Now, I'm all for thinking big and when I was 17, I was arrested and made the front pages of the newspaper, but that was only local. My daughter, at 15, made national news! (Kind of reminds me of Richard Branson's teacher telling him that he's, "Either going to prison or going to be a millionaire.")


Former crime syndicate leaders


What made the news so shocking was that this crime syndicate that had been busted by police sting was guilty of devising a brilliant plan whereby they stole in the neighborhood of over $10,000 a day, in broad daylight, right on video camera, and the police had no idea of what they looked like!!! (How's that for the creative mind of children?) 
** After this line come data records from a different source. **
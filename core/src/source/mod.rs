//! # Source Patching
//!
//! Text-anchor edits on generated Java/Kotlin sources.
//!
//! - **anchor**: tagged insertion points and search patterns.
//! - **document**: the text buffer and the import/method/call insertions.
//! - **generated**: fingerprinted, replaceable generated sections.
//!
//! Every operation is idempotent through a presence check, and every miss is
//! reported as [`crate::outcome::PatchOutcome::AnchorMissing`].

/// Anchors and patterns.
pub mod anchor;

/// Source documents and insertion operations.
pub mod document;

/// Fingerprinted generated sections.
pub mod generated;

pub use anchor::{Anchor, AnchorKind, Pattern};
pub use document::{
    add_call_after_pattern, add_import, add_method_before_closing_brace, SourceDocument,
    SourceLanguage,
};
pub use generated::{
    merge_generated_section, remove_generated_section, section_fingerprint, GeneratedSection,
};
The police thought they were out to catch old time Yakuza gangsters who had come out with this brilliant plot. But the police were dumbfounded when they arrested the perpetraitors of this devious deal and they were all 15 & 16-year-old girls!


Yeah. 15 & 16-year-old girls with their Hello Kitty bags and designer clothes and stuff. Real desperadoes!


I couldn't believe it either. I think I started off on a three day drunk when this news broke. Thank god my wife handled all of this for me. I was too much of a wreck to do anything...


What I looked like (and felt like) in those days


I wonder if these two girls didn't do these things to make me pay more attention to them? That could be the case. Come to think of it, I was too busy working and too busy being a doofus to be too much of a good father. I blame myself for these incidences. I wrote about these regrets once. I summed all this up in, A Message For Fathers: Most Men Die With Regrets

I have four children. Julie and Sheena were born to my first wife. That wife and I divorced after seven years of marriage and I raised those two girls by myself. I remarried three years later and Wendy was born. When Wendy (17) got sick as a baby and then recovered from cancer, she wasn't able to live with her sisters for at least 6 years due to chemo-therapy treatments so her mother and I divorced and Wendy went away to live with her mother. 

I remarried again for the third time and Wray (8) was born.

Julie and Sheena often had trouble at school and sometimes with the police when they were teenagers. I regret that I didn't spend enough time with them, but with trying to pay to raise them, I didn't have the time I needed. I hired several nannies and they raised them. One nanny was the main one, but she wasn't full-time. I will always regret that I missed their childhood and didn't spend the time with them that I should have.

Yes. I didn't spend the time with them that I should have. That time is now gone. I wish I had paid more attention when they were school kids. But, I think, as the public education system falters in the USA and Japan, I could be a symptom of one of the reasons: Today's parent does not spend enough time with their kids and expects the school and the teachers to raise those kids and teach them in the parent's place. This, folks, doesn't work well and I think we have 40 years of history to prove it.


My I get slightly off the subject for a moment?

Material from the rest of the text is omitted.